→ **Task description**
Look through the data below and work out how many lines contain the string "contains". Give the number alone.

__________

#[cfg(test)]
#[allow(clippy::expect_used, clippy::unwrap_used)]
mod tests {
    use super::*;
    use crate::quadtree::btg::ChildFlags;
    use crate::quadtree::reference::DataReference;
    use pretty_assertions::assert_eq;
    use proptest::prelude::*;

    fn path(s: &str) -> QuadtreePath {
        s.parse().expect("valid path")
    }

    fn sample_nodes() -> BTreeMap<QuadtreePath, QuadtreeNode> {
        let mut map = BTreeMap::new();
        map.insert(
            path(""),
            QuadtreeNode {
                image_version: 1,
                children: ChildFlags::from_bits(ChildFlags::IMAGE),
                ..QuadtreeNode::default()
            },
        );
        let mut drawable = QuadtreeNode {
            children: ChildFlags::from_bits(ChildFlags::DRAWABLE | ChildFlags::TERRAIN),
            terrain_version: 7,
            terrain_data_provider: 3,
            ..QuadtreeNode::default()
        };
        drawable.set_channel_version(10, 20);
        drawable.set_channel_version(11, 21);
        map.insert(path("0"), drawable);
        map.insert(
            path("02"),
            QuadtreeNode {
                children: ChildFlags::from_bits(ChildFlags::CACHE_NODE),
                cnode_version: 5,
                ..QuadtreeNode::default()
            },
        );
        map.insert(
            path("3"),
            QuadtreeNode {
                image_version: 9,
                image_data_provider: 2,
                children: ChildFlags::from_bits(ChildFlags::IMAGE),
                image_neighbors: [1, 2, 3, 4, 5, 6, 7, 8],
                ..QuadtreeNode::default()
            },
        );
        map
    }

    #[test]
    fn test_from_nodes_sets_child_bits() {
        let packet = QuadtreePacket::from_nodes(sample_nodes()).expect("valid tree");
        let bits: Vec<u8> = packet
            .nodes()
            .iter()
            .map(|n| n.children.child_bits())
            .collect();
        assert_eq!(bits, vec![0b1001, 0b0100, 0, 0]);
    }

    #[test]
    fn test_walk_matches_append_order() {
        let packet = QuadtreePacket::from_nodes(sample_nodes()).expect("valid tree");
        let mut visited = Vec::new();
        packet
            .walk(|index, p, _| visited.push((index, p.to_string())))
            .expect("walk");
        assert_eq!(
            visited,
            vec![
                (0, String::new()),
                (1, "0".to_string()),
                (2, "02".to_string()),
                (3, "3".to_string()),
            ]
        );
    }

    #[test]
    fn test_walk_stops_when_nodes_run_out() {
        let mut packet = QuadtreePacket::new();
        packet.push_node(QuadtreeNode {
            children: ChildFlags::from_bits(0x0F),
            ..QuadtreeNode::default()
        });
        packet.push_node(QuadtreeNode::default());
        let mut count = 0;
        packet.walk(|_, _, _| count += 1).expect("walk");
        assert_eq!(count, 2);
    }

    #[test]
    fn test_build_layout() {
        let packet = QuadtreePacket::from_nodes(sample_nodes()).expect("valid tree");
        let bytes = packet.build().expect("build");

        let header = DataHeader::parse(&bytes).expect("header");
        assert_eq!(header.data_type_id, QUADTREE_PACKET_TYPE);
        assert_eq!(header.version, QUADTREE_PACKET_VERSION);
        assert_eq!(header.num_instances, 4);
        assert_eq!(header.data_instance_size, 32);
        assert_eq!(header.data_buffer_offset, 32 + 4 * 32);
        assert_eq!(header.data_buffer_size, 8);
        assert_eq!(bytes.len(), 32 + 4 * 32 + 8);

        // Node 1 carries both channel lists at the start of the buffer
        let record = &bytes[64..96];
        assert_eq!(&record[8..10], &[2, 0]);
        assert_eq!(&record[12..16], &[0, 0, 0, 0]);
        assert_eq!(&record[16..20], &[4, 0, 0, 0]);
        assert_eq!(&bytes[160..], &[10, 0, 11, 0, 20, 0, 21, 0]);
    }

    #[test]
    fn test_parse_build_round_trip() {
        let packet = QuadtreePacket::from_nodes(sample_nodes()).expect("valid tree");
        let bytes = packet.build().expect("build");
        let parsed = QuadtreePacket::parse(&bytes).expect("parse");
        assert_eq!(parsed, packet);
        <QuadtreePacket as PacketFormat>::verify_round_trip(&bytes).expect("round trip");
    }

    #[test]
    fn test_empty_packet() {
        let bytes = QuadtreePacket::new().build().expect("build");
        assert_eq!(bytes.len(), DataHeader::SIZE);
        let parsed = QuadtreePacket::parse(&bytes).expect("parse");
        assert!(parsed.is_empty());
        assert_eq!(parsed.to_string(), "0 nodes\n");
    }

    #[test]
    fn test_find_node() {
        let packet = QuadtreePacket::from_nodes(sample_nodes()).expect("valid tree");
        assert_eq!(
            packet.find_node(&path("02")).map(|n| n.cnode_version),
            Some(5)
        );
        assert_eq!(
            packet.find_node(&path("3")).map(|n| n.image_version),
            Some(9)
        );
        assert!(packet.find_node(&path("1")).is_none());
    }

    #[test]
    fn test_data_references_with_prefix() {
        let packet = QuadtreePacket::from_nodes(sample_nodes()).expect("valid tree");
        let refs = packet.data_references(&path("21")).expect("refs");

        assert_eq!(refs.qtp, vec![DataReference::new(path("2102"), 5, 0, 0)]);
        assert_eq!(
            refs.img,
            vec![
                DataReference::new(path("21"), 1, 0, 0),
                DataReference::new(path("213"), 9, 0, 2),
            ]
        );
        assert_eq!(refs.ter, vec![DataReference::new(path("210"), 7, 1, 3)]);
        assert_eq!(
            refs.vec,
            vec![
                DataReference::new(path("210"), 20, 10, 0),
                DataReference::new(path("210"), 21, 11, 0),
            ]
        );
    }

    #[test]
    fn test_has_layer_of_type() {
        let packet = QuadtreePacket::from_nodes(sample_nodes()).expect("valid tree");
        assert!(packet.has_layer_of_type(LayerType::Imagery));
        assert!(packet.has_layer_of_type(LayerType::Terrain));
        assert!(packet.has_layer_of_type(LayerType::Vector));
        assert!(!packet.has_layer_of_type(LayerType::ImageryHistory));
        assert!(!QuadtreePacket::new().has_layer_of_type(LayerType::Imagery));
    }

    #[test]
    fn test_display_listing() {
        let packet = QuadtreePacket::from_nodes(sample_nodes()).expect("valid tree");
        let listing = packet.to_string();
        let lines: Vec<&str> = listing.lines().collect();
        assert_eq!(lines[0], "4 nodes");
        assert_eq!(
            lines[1],
            "  node 0  s0 \"\"  iv = 1, ip = 0, tv = 0, tp = 0, c = 0, flags = 0x49(I03)"
        );
        assert_eq!(
            lines[2],
            "  node 1  s1 \"0\"  iv = 0, ip = 0, tv = 7, tp = 3, c = 0, flags = 0xa4(TV2)"
        );
        assert_eq!(lines[3], "    V0: layer = 10, version = 20");
        assert_eq!(lines[4], "    V1: layer = 11, version = 21");
        assert!(lines[5].starts_with("  node 2  s4 \"02\""));
        assert!(lines[6].starts_with("  node 3  s256 \"3\""));
        assert_eq!(lines.len(), 7);
    }

    #[test]
    fn test_root_listing_uses_level_order() {
        let packet = QuadtreePacket::from_nodes(sample_nodes()).expect("valid tree");
        let listing = packet.listing(true).expect("listing");
        let lines: Vec<&str> = listing.lines().collect();
        assert!(lines[5].starts_with("  node 2  s7 \"02\""));
        assert!(lines[6].starts_with("  node 3  s4 \"3\""));
    }

    #[test]
    fn test_listing_of_deep_node() {
        let mut map = BTreeMap::new();
        for p in ["", "0", "00", "000", "0000"] {
            map.insert(path(p), QuadtreeNode::default());
        }
        let packet = QuadtreePacket::from_nodes(map).expect("valid tree");
        let listing = packet.listing(true).expect("listing");
        assert!(listing.contains("  node 4  s? \"0000\""));
        assert!(packet.listing(false).expect("listing").contains("  node 4  s22 \"0000\""));
    }

    #[test]
    fn test_find_node_by_subindex() {
        let packet = QuadtreePacket::from_nodes(sample_nodes()).expect("valid tree");
        assert_eq!(
            packet.find_node_by_subindex(4, false).map(|n| n.cnode_version),
            Some(5)
        );
        assert_eq!(
            packet.find_node_by_subindex(256, false).map(|n| n.image_version),
            Some(9)
        );
        assert_eq!(
            packet.find_node_by_subindex(7, true).map(|n| n.cnode_version),
            Some(5)
        );
        assert_eq!(
            packet.find_node_by_subindex(4, true).map(|n| n.image_version),
            Some(9)
        );
        assert!(packet.find_node_by_subindex(86, false).is_none());
        assert!(packet.find_node_by_subindex(85, true).is_none());
    }

    #[test]
    fn test_missing_parent_is_rejected() {
        let mut map = sample_nodes();
        map.insert(path("123"), QuadtreeNode::default());
        assert!(matches!(
            QuadtreePacket::from_nodes(map),
            Err(QuadtreeError::InvalidTree(_))
        ));
    }

    #[test]
    fn test_missing_root_is_rejected() {
        let mut map = BTreeMap::new();
        map.insert(path("1"), QuadtreeNode::default());
        assert!(matches!(
            QuadtreePacket::from_nodes(map),
            Err(QuadtreeError::InvalidTree(_))
        ));
    }

    #[test]
    fn test_cache_node_with_children_is_rejected() {
        let mut map = sample_nodes();
        map.insert(path("020"), QuadtreeNode::default());
        assert!(matches!(
            QuadtreePacket::from_nodes(map),
            Err(QuadtreeError::InvalidTree(_))
        ));
    }

    #[test]
    fn test_too_many_channels() {
        let mut node = QuadtreeNode::default();
        node.channels = (0..=MAX_CHANNELS)
            .map(|i| Channel {
                channel_type: i as u16,
                version: 0,
            })
            .collect();
        let mut packet = QuadtreePacket::new();
        packet.push_node(QuadtreeNode::default());
        packet.push_node(node);
        assert!(matches!(
            packet.build(),
            Err(QuadtreeError::TooManyChannels { node: 1, count, max })
                if count == MAX_CHANNELS + 1 && max == MAX_CHANNELS
        ));
    }

    #[test]
    fn test_truncated_node_records() {
        let packet = QuadtreePacket::from_nodes(sample_nodes()).expect("valid tree");
        let bytes = packet.build().expect("build");
        assert!(matches!(
            QuadtreePacket::parse(&bytes[..100]),
            Err(QuadtreeError::Truncated { context: "node records", .. })
        ));
    }

    #[test]
    fn test_channel_offset_out_of_bounds() {
        let packet = QuadtreePacket::from_nodes(sample_nodes()).expect("valid tree");
        let mut bytes = packet.build().expect("build");
        // Version list offset of node 1
        bytes[80..84].copy_from_slice(&6i32.to_le_bytes());
        assert!(matches!(
            QuadtreePacket::parse(&bytes),
            Err(QuadtreeError::ChannelOutOfBounds { node: 1, offset: 6, len: 4 })
        ));

        bytes[80..84].copy_from_slice(&(-2i32).to_le_bytes());
        assert!(matches!(
            QuadtreePacket::parse(&bytes),
            Err(QuadtreeError::ChannelOutOfBounds { node: 1, offset: -2, .. })
        ));
    }

    fn arb_node() -> impl Strategy<Value = QuadtreeNode> {
        (
            any::<u8>(),
            any::<[u16; 3]>(),
            proptest::collection::vec(any::<(u16, u16)>(), 0..6),
            any::<[u8; 8]>(),
            any::<[u8; 2]>(),
        )
            .prop_map(|(bits, versions, channels, neighbors, providers)| {
                let mut node = QuadtreeNode {
                    children: ChildFlags::from_bits(bits),
                    cnode_version: versions[0],
                    image_version: versions[1],
                    terrain_version: versions[2],
                    image_neighbors: neighbors,
                    image_data_provider: providers[0],
                    terrain_data_provider: providers[1],
                    ..QuadtreeNode::default()
                };
                for (channel_type, version) in channels {
                    node.set_channel_version(channel_type, version);
                }
                node
            })
    }

    proptest! {
        #[test]
        fn prop_nodes_survive_round_trip(nodes in proptest::collection::vec(arb_node(), 0..20)) {
            let mut packet = QuadtreePacket::new();
            for node in nodes {
                packet.push_node(node);
            }
            let bytes = packet.build().expect("build");
            let parsed = QuadtreePacket::parse(&bytes).expect("parse");
            prop_assert_eq!(&parsed, &packet);
            prop_assert_eq!(parsed.build().expect("rebuild"), bytes);
        }
    }
}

__________

→ **Solution for this task**
2